• **Exercise objective**
Retype every line of the data, keeping each word exactly.

Stored data entries:
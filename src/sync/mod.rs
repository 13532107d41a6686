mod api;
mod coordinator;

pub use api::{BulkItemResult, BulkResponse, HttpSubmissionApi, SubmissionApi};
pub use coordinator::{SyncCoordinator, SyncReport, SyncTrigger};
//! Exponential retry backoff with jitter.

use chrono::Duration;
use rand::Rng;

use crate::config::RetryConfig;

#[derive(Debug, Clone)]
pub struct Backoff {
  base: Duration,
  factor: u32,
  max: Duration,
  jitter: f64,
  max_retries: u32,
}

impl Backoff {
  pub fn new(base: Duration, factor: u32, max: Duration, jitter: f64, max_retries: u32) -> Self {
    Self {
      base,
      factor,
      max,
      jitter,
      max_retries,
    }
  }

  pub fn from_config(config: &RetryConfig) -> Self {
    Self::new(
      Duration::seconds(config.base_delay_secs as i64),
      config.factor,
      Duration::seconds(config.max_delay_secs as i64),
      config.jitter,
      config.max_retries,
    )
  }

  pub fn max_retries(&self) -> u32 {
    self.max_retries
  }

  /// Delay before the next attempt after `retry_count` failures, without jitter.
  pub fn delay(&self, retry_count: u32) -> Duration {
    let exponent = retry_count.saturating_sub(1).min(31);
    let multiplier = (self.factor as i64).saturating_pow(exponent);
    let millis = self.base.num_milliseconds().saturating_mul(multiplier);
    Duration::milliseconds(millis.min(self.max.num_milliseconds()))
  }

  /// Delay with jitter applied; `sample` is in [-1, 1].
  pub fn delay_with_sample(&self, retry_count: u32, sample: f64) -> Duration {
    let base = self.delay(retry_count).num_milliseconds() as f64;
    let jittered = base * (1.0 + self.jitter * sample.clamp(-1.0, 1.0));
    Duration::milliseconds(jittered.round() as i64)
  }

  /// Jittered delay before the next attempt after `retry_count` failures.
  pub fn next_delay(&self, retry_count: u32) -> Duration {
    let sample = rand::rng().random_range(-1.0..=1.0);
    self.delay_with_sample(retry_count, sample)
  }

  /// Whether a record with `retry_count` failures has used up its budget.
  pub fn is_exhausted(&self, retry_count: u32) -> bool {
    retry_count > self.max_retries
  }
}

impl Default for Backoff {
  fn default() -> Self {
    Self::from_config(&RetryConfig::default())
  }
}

• **Answer space**
filename src/sync/mod.rs
repository 13532107d41a6686
mod api;
mod coordinator;

pub use api::{BulkItemResult, BulkResponse, HttpSubmissionApi, SubmissionApi};
pub use coordinator::{SyncCoordinator, SyncReport, SyncTrigger};
//! Exponential retry backoff with jitter.

use chrono::Duration;
use rand::Rng;

use crate::config::RetryConfig;

#[derive(Debug, Clone)]
pub struct Backoff {
  base: Duration,
  factor: u32,
  max: Duration,
  jitter: f64,
  max_retries: u32,
}

impl Backoff {
  pub fn new(base: Duration, factor: u32, max: Duration, jitter: f64, max_retries: u32) -> Self {
    Self {
      base,
      factor,
      max,
      jitter,
      max_retries,
    }
  }

  pub fn from_config(config: &RetryConfig) -> Self {
    Self::new(
      Duration::seconds(config.base_delay_secs as i64),
      config.factor,
      Duration::seconds(config.max_delay_secs as i64),
      config.jitter,
      config.max_retries,
    )
  }

  pub fn max_retries(&self) -> u32 {
    self.max_retries
  }

  /// Delay before the next attempt after `retry_count` failures, without jitter.
  pub fn delay(&self, retry_count: u32) -> Duration {
    let exponent = retry_count.saturating_sub(1).min(31);
    let multiplier = (self.factor as i64).saturating_pow(exponent);
    let millis = self.base.num_milliseconds().saturating_mul(multiplier);
    Duration::milliseconds(millis.min(self.max.num_milliseconds()))
  }

  /// Delay with jitter applied; `sample` is in [-1, 1].
  pub fn delay_with_sample(&self, retry_count: u32, sample: f64) -> Duration {
    let base = self.delay(retry_count).num_milliseconds() as f64;
    let jittered = base * (1.0 + self.jitter * sample.clamp(-1.0, 1.0));
    Duration::milliseconds(jittered.round() as i64)
  }

  /// Jittered delay before the next attempt after `retry_count` failures.
  pub fn next_delay(&self, retry_count: u32) -> Duration {
    let sample = rand::rng().random_range(-1.0..=1.0);
    self.delay_with_sample(retry_count, sample)
  }

  /// Whether a record with `retry_count` failures has used up its budget.
  pub fn is_exhausted(&self, retry_count: u32) -> bool {
    retry_count > self.max_retries
  }
}

impl Default for Backoff {
  fn default() -> Self {
    Self::from_config(&RetryConfig::default())
  }
}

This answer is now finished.